START SOURCE DATA

use axum::{
    extract::Request,
    http::StatusCode,
    middleware::Next,
    response::{IntoResponse, Json, Response},
};
use jsonwebtoken::{decode, Algorithm, DecodingKey, Validation};
use serde::{Deserialize, Serialize};
use serde_json::json;
use uuid::Uuid;

/// Identity is resolved upstream; this service only verifies the token and
/// records the already-resolved subject as the acting user on mutations.
#[derive(Debug, Clone, Serialize, Deserialize)]
pub struct Claims {
    pub sub: String,
    pub exp: usize,
    pub role: Option<String>,
}

impl Claims {
    /// Actor id recorded on transitions. Subjects that are not Uuids
    /// (service accounts, system tokens) map to a null actor.
    pub fn actor_id(&self) -> Option<Uuid> {
        Uuid::parse_str(&self.sub).ok()
    }
}

fn unauthorized(code: &str) -> Response {
    (StatusCode::UNAUTHORIZED, Json(json!({ "error": code }))).into_response()
}

pub async fn require_bearer_auth(mut req: Request, next: Next) -> Response {
    let Some(auth_header) = req.headers().get(axum::http::header::AUTHORIZATION) else {
        return unauthorized("missing_authorization");
    };
    let Ok(auth_str) = auth_header.to_str() else {
        return unauthorized("bad_authorization");
    };
    let Some(token) = auth_str.strip_prefix("Bearer ") else {
        return unauthorized("unsupported_scheme");
    };

    let config = crate::config::get_config();
    let mut validation = Validation::new(Algorithm::HS256);
    validation.validate_exp = true;
    match decode::<Claims>(
        token,
        &DecodingKey::from_secret(config.jwt_secret.as_bytes()),
        &validation,
    ) {
        Ok(data) => {
            req.extensions_mut().insert(data.claims);
            next.run(req).await
        }
        Err(_) => unauthorized("invalid_token"),
    }
}
use ats_backend::{
    config::{get_config, init_config},
    database::pool::create_pool,
    routes, AppState,
};
use axum::{
    routing::{get, post, put},
    Router,
};
use std::net::SocketAddr;
use tokio::net::TcpListener;
use tower_http::trace::TraceLayer;
use tracing::info;

#[tokio::main]
async fn main() -> anyhow::Result<()> {
    tracing_subscriber::fmt::init();
    init_config()?;
    let config = get_config();

    let pool = create_pool().await?;
    sqlx::migrate!("./migrations").run(&pool).await?;

    let app_state = AppState::new(pool);

    let base_routes = Router::new().route("/health", get(routes::health::health));

    let integration_api = Router::new()
        .route(
            "/api/integration/score/:application_id",
            get(routes::scoring::get_score).post(routes::scoring::compute_score),
        )
        .route(
            "/api/integration/rankings/:job_id",
            get(routes::scoring::get_rankings),
        )
        .route(
            "/api/integration/scoring/configuration/:position_id",
            get(routes::scoring::get_scoring_configuration)
                .post(routes::scoring::upsert_scoring_configuration),
        )
        .route(
            "/api/integration/applications",
            post(routes::application::create_application),
        )
        .route(
            "/api/integration/applications/bulk-update",
            post(routes::application::bulk_update_status),
        )
        .route(
            "/api/integration/applications/:id",
            put(routes::application::update_application_status),
        )
        .route(
            "/api/integration/applications/:id/history",
            get(routes::application::get_application_history),
        )
        .route(
            "/api/integration/dictionaries/application-statuses",
            get(routes::application::list_application_statuses),
        )
        .layer(axum::middleware::from_fn(
            ats_backend::middleware::auth::require_bearer_auth,
        ))
        .layer(axum::middleware::from_fn_with_state(
            ats_backend::middleware::rate_limit::new_rps_state(config.integration_rps),
            ats_backend::middleware::rate_limit::rps_middleware,
        ));

    let app = base_routes
        .merge(integration_api)
        .with_state(app_state)
        .layer(ats_backend::middleware::cors::permissive_cors())
        .layer(TraceLayer::new_for_http());

    let addr: SocketAddr = config.server_address.parse()?;
    info!("Server listening on {}", addr);
    let listener = TcpListener::bind(addr).await?;
    axum::serve(listener, app).await?;

    Ok(())
}
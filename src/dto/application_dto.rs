use serde::{Deserialize, Serialize};
use utoipa::ToSchema;
use uuid::Uuid;
use validator::Validate;

#[derive(Debug, Clone, Deserialize, Validate, ToSchema)]
pub struct CreateApplicationPayload {
    pub job_id: i64,
    pub candidate_id: Uuid,
}

#[derive(Debug, Clone, Deserialize, Validate, ToSchema)]
pub struct UpdateApplicationStatusPayload {
    pub status_id: i64,

    #[serde(default, deserialize_with = "trim_optional_string")]
    pub note: Option<String>,
}

#[derive(Debug, Clone, Deserialize, Validate, ToSchema)]
pub struct BulkStatusUpdatePayload {
    #[validate(length(min = 1, message = "application_ids must not be empty"))]
    pub application_ids: Vec<Uuid>,

    pub status_id: i64,

    #[serde(default, deserialize_with = "trim_optional_string")]
    pub note: Option<String>,
}

#[derive(Debug, Clone, Serialize, ToSchema)]
pub struct BulkStatusUpdateResponse {
    pub updated_count: i64,
    pub skipped_ids: Vec<Uuid>,
}

// Custom deserializer to trim strings and convert empty strings to None
fn trim_optional_string<'de, D>(deserializer: D) -> Result<Option<String>, D::Error>
where
    D: serde::Deserializer<'de>,
{
    let opt: Option<String> = Option::deserialize(deserializer)?;
    Ok(opt.and_then(|s| {
        let trimmed = s.trim();
        if trimmed.is_empty() {
            None
        } else {
            Some(trimmed.to_string())
        }
    }))
}
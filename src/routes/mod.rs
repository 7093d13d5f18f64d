pub mod application;
pub mod health;
pub mod scoring;
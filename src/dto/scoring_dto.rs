use serde::{Deserialize, Serialize};
use utoipa::ToSchema;
use uuid::Uuid;
use validator::Validate;

/// Weight profile submitted for a position. Each weight is a percentage;
/// the five together must sum to exactly 100, checked at the boundary
/// before anything is persisted.
#[derive(Debug, Clone, Serialize, Deserialize, Validate, ToSchema)]
pub struct ScoringConfigurationPayload {
    #[validate(range(min = 0, max = 100))]
    pub skill_weight: i32,
    #[validate(range(min = 0, max = 100))]
    pub experience_weight: i32,
    #[validate(range(min = 0, max = 100))]
    pub interview_weight: i32,
    #[validate(range(min = 0, max = 100))]
    pub test_weight: i32,
    #[validate(range(min = 0, max = 100))]
    pub education_weight: i32,
}

impl ScoringConfigurationPayload {
    pub fn weights_sum(&self) -> i32 {
        self.skill_weight
            + self.experience_weight
            + self.interview_weight
            + self.test_weight
            + self.education_weight
    }
}

#[derive(Debug, Clone, Serialize, Deserialize, ToSchema)]
pub struct ComponentScore {
    pub score: f64,
    pub weight: i32,
}

/// Structured breakdown persisted alongside the numeric columns (as
/// serialized text, audit/debugging only) and returned to the caller.
#[derive(Debug, Clone, Serialize, Deserialize, ToSchema)]
pub struct ScoreBreakdown {
    pub skill_match: ComponentScore,
    pub experience: ComponentScore,
    pub interview: ComponentScore,
    pub test: ComponentScore,
    pub education: ComponentScore,
    pub total: f64,
}

#[derive(Debug, Clone, Serialize, ToSchema)]
pub struct ScoreResponse {
    pub application_id: Uuid,
    pub breakdown: ScoreBreakdown,
    pub total_score: f64,
    pub calculated_at: chrono::DateTime<chrono::Utc>,
}
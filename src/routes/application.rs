use axum::{
    extract::{Path, State},
    http::StatusCode,
    response::{IntoResponse, Json},
    Extension,
};
use serde_json::json;
use validator::Validate;

use crate::{
    dto::application_dto::{
        BulkStatusUpdatePayload, CreateApplicationPayload, UpdateApplicationStatusPayload,
    },
    error::Result,
    middleware::auth::Claims,
    services::status_service::TransitionOutcome,
    AppState,
};

fn actor(claims: &Option<Extension<Claims>>) -> Option<uuid::Uuid> {
    claims.as_ref().and_then(|c| c.actor_id())
}

pub async fn create_application(
    State(state): State<AppState>,
    claims: Option<Extension<Claims>>,
    Json(payload): Json<CreateApplicationPayload>,
) -> Result<impl IntoResponse> {
    payload.validate()?;
    let application = state
        .status_service
        .create_application(&payload, actor(&claims))
        .await?;
    Ok((StatusCode::CREATED, Json(application)))
}

#[utoipa::path(
    put,
    path = "/api/integration/applications/{id}",
    params(
        ("id" = uuid::Uuid, Path, description = "Application ID")
    ),
    request_body = UpdateApplicationStatusPayload,
    responses(
        (status = 200, description = "Status updated (or already in the target status)"),
        (status = 404, description = "Application or status not found")
    )
)]
#[axum::debug_handler]
pub async fn update_application_status(
    State(state): State<AppState>,
    Path(id): Path<uuid::Uuid>,
    claims: Option<Extension<Claims>>,
    Json(payload): Json<UpdateApplicationStatusPayload>,
) -> Result<impl IntoResponse> {
    let outcome = state
        .status_service
        .transition(id, &payload, actor(&claims))
        .await?;
    let changed = matches!(outcome, TransitionOutcome::Changed(_));
    Ok(Json(json!({
        "application": outcome.application(),
        "changed": changed,
    })))
}

#[utoipa::path(
    post,
    path = "/api/integration/applications/bulk-update",
    request_body = BulkStatusUpdatePayload,
    responses(
        (status = 200, description = "Per-item outcome aggregate"),
        (status = 400, description = "Empty application list"),
        (status = 404, description = "Target status not found")
    )
)]
#[axum::debug_handler]
pub async fn bulk_update_status(
    State(state): State<AppState>,
    claims: Option<Extension<Claims>>,
    Json(payload): Json<BulkStatusUpdatePayload>,
) -> Result<impl IntoResponse> {
    payload.validate()?;
    let result = state.bulk_service.apply_bulk(&payload, actor(&claims)).await?;
    Ok(Json(result))
}

pub async fn get_application_history(
    State(state): State<AppState>,
    Path(id): Path<uuid::Uuid>,
) -> Result<impl IntoResponse> {
    let history = state.status_service.get_history(id).await?;
    Ok(Json(history))
}

pub async fn list_application_statuses(
    State(state): State<AppState>,
) -> Result<impl IntoResponse> {
    let statuses = state.status_service.list_statuses().await?;
    Ok(Json(statuses))
}
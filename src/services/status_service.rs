use crate::dto::application_dto::{CreateApplicationPayload, UpdateApplicationStatusPayload};
use crate::error::{Error, Result};
use crate::models::application::{ApplicationStatus, JobApplication, StatusHistoryView};
use crate::services::notification_service::{NotificationService, StatusChangeEvent};
use sqlx::PgPool;
use uuid::Uuid;

/// Result of one transition request. A same-status update is a suppressed
/// no-op: the application is returned untouched, no ledger row is written
/// and no notification fires.
#[derive(Debug, Clone)]
pub enum TransitionOutcome {
    Changed(JobApplication),
    Unchanged(JobApplication),
}

impl TransitionOutcome {
    pub fn application(&self) -> &JobApplication {
        match self {
            TransitionOutcome::Changed(app) | TransitionOutcome::Unchanged(app) => app,
        }
    }
}

/// Coordinates a single application's status change: validate, update the
/// current status, append exactly one ledger entry, hand the event off to
/// the dispatcher.
///
/// Statuses form an unconstrained directed graph over the admin-managed
/// status rows. Any status may move to any other, including out of "Hired"
/// or "Rejected", so recruiters can revert mistakes and skip stages. Do not
/// add an allowed-transition table here; the openness is intended behaviour,
/// not a missing check.
#[derive(Clone)]
pub struct StatusService {
    pool: PgPool,
    notifier: NotificationService,
}

impl StatusService {
    pub fn new(pool: PgPool, notifier: NotificationService) -> Self {
        Self { pool, notifier }
    }

    pub async fn get_application(&self, id: Uuid) -> Result<JobApplication> {
        let application = sqlx::query_as::<_, JobApplication>(
            "SELECT * FROM job_applications WHERE id = $1 AND NOT is_deleted",
        )
        .bind(id)
        .fetch_optional(&self.pool)
        .await?;
        application.ok_or_else(|| Error::NotFound(format!("Application {} not found", id)))
    }

    pub async fn get_status(&self, id: i64) -> Result<ApplicationStatus> {
        let status = sqlx::query_as::<_, ApplicationStatus>(
            "SELECT * FROM application_statuses WHERE id = $1",
        )
        .bind(id)
        .fetch_optional(&self.pool)
        .await?;
        status.ok_or_else(|| Error::NotFound(format!("Status {} not found", id)))
    }

    pub async fn get_status_by_name(&self, name: &str) -> Result<ApplicationStatus> {
        let status = sqlx::query_as::<_, ApplicationStatus>(
            "SELECT * FROM application_statuses WHERE name = $1",
        )
        .bind(name)
        .fetch_optional(&self.pool)
        .await?;
        status.ok_or_else(|| Error::NotFound(format!("Status '{}' not found", name)))
    }

    pub async fn list_statuses(&self) -> Result<Vec<ApplicationStatus>> {
        let statuses = sqlx::query_as::<_, ApplicationStatus>(
            "SELECT * FROM application_statuses WHERE is_active ORDER BY sort_order, id",
        )
        .fetch_all(&self.pool)
        .await?;
        Ok(statuses)
    }

    /// Creates an application in the configured initial status and writes
    /// the creation ledger entry synchronously. This is the one place where
    /// a history row is part of creation rather than a later transition.
    pub async fn create_application(
        &self,
        payload: &CreateApplicationPayload,
        actor: Option<Uuid>,
    ) -> Result<JobApplication> {
        let initial = self
            .get_status_by_name(&crate::config::get_config().applied_status_name)
            .await?;

        let application = sqlx::query_as::<_, JobApplication>(
            r#"
            INSERT INTO job_applications (job_id, candidate_id, status_id, created_by, updated_by)
            VALUES ($1, $2, $3, $4, $4)
            RETURNING *
            "#,
        )
        .bind(payload.job_id)
        .bind(payload.candidate_id)
        .bind(initial.id)
        .bind(actor)
        .fetch_one(&self.pool)
        .await?;

        self.append_history(
            application.id,
            initial.id,
            actor,
            Some("Application created".to_string()),
        )
        .await?;

        Ok(application)
    }

    /// A real transition updates the current status, appends one ledger
    /// entry and schedules the notification. Concurrent transitions on the
    /// same application are last-writer-wins on the current status while
    /// each still appends its own ledger entry; no optimistic-concurrency
    /// token is enforced.
    pub async fn transition(
        &self,
        id: Uuid,
        payload: &UpdateApplicationStatusPayload,
        actor: Option<Uuid>,
    ) -> Result<TransitionOutcome> {
        let application = self.get_application(id).await?;

        if application.status_id == payload.status_id {
            return Ok(TransitionOutcome::Unchanged(application));
        }

        let previous = self.get_status(application.status_id).await?;
        let next = self.get_status(payload.status_id).await?;

        let updated = sqlx::query_as::<_, JobApplication>(
            r#"
            UPDATE job_applications
            SET status_id = $1, updated_at = NOW(), updated_by = $2
            WHERE id = $3
            RETURNING *
            "#,
        )
        .bind(next.id)
        .bind(actor)
        .bind(id)
        .fetch_one(&self.pool)
        .await?;

        self.append_history(id, next.id, actor, payload.note.clone())
            .await?;

        self.notifier.dispatch_status_change(StatusChangeEvent {
            application_id: updated.id,
            candidate_id: updated.candidate_id,
            previous_status: previous.name,
            new_status: next.name,
        });

        Ok(TransitionOutcome::Changed(updated))
    }

    /// Ledger entries are append-only: inserted exactly once per real
    /// transition, never updated or deleted.
    pub(crate) async fn append_history(
        &self,
        application_id: Uuid,
        status_id: i64,
        actor: Option<Uuid>,
        note: Option<String>,
    ) -> Result<()> {
        sqlx::query(
            r#"
            INSERT INTO application_status_history (application_id, status_id, changed_by, note)
            VALUES ($1, $2, $3, $4)
            "#,
        )
        .bind(application_id)
        .bind(status_id)
        .bind(actor)
        .bind(note)
        .execute(&self.pool)
        .await?;
        Ok(())
    }

    /// Ledger for one application, oldest first; insertion order breaks
    /// timestamp ties.
    pub async fn get_history(&self, application_id: Uuid) -> Result<Vec<StatusHistoryView>> {
        self.get_application(application_id).await?;

        let entries = sqlx::query_as::<_, StatusHistoryView>(
            r#"
            SELECT h.id, h.application_id, h.status_id, s.name AS status_name,
                   h.changed_by, h.note, h.created_at
            FROM application_status_history h
            JOIN application_statuses s ON s.id = h.status_id
            WHERE h.application_id = $1
            ORDER BY h.created_at, h.id
            "#,
        )
        .bind(application_id)
        .fetch_all(&self.pool)
        .await?;
        Ok(entries)
    }

    pub(crate) fn notifier(&self) -> &NotificationService {
        &self.notifier
    }

    pub(crate) fn pool(&self) -> &PgPool {
        &self.pool
    }
}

END SOURCE DATA

● **PROBLEM STATEMENT**: Look above for the line with "let statuses = state.status_service.list_statuses().await?;"; retype exactly that line, every line after it up to the line with "validate, update the", and that line too, nothing else.

● **TASK RESPONSE**:
    let statuses = state.status_service.list_statuses().await?;
    Ok(Json(statuses))
}
filename src/services/status_service.rs
use crate::dto::application_dto::{CreateApplicationPayload, UpdateApplicationStatusPayload};
use crate::error::{Error, Result};
use crate::models::application::{ApplicationStatus, JobApplication, StatusHistoryView};
use crate::services::notification_service::{NotificationService, StatusChangeEvent};
use sqlx::PgPool;
use uuid::Uuid;

/// Result of one transition request. A same-status update is a suppressed
/// no-op: the application is returned untouched, no ledger row is written
/// and no notification fires.
#[derive(Debug, Clone)]
pub enum TransitionOutcome {
    Changed(JobApplication),
    Unchanged(JobApplication),
}

impl TransitionOutcome {
    pub fn application(&self) -> &JobApplication {
        match self {
            TransitionOutcome::Changed(app) | TransitionOutcome::Unchanged(app) => app,
        }
    }
}

/// Coordinates a single application's status change: validate, update the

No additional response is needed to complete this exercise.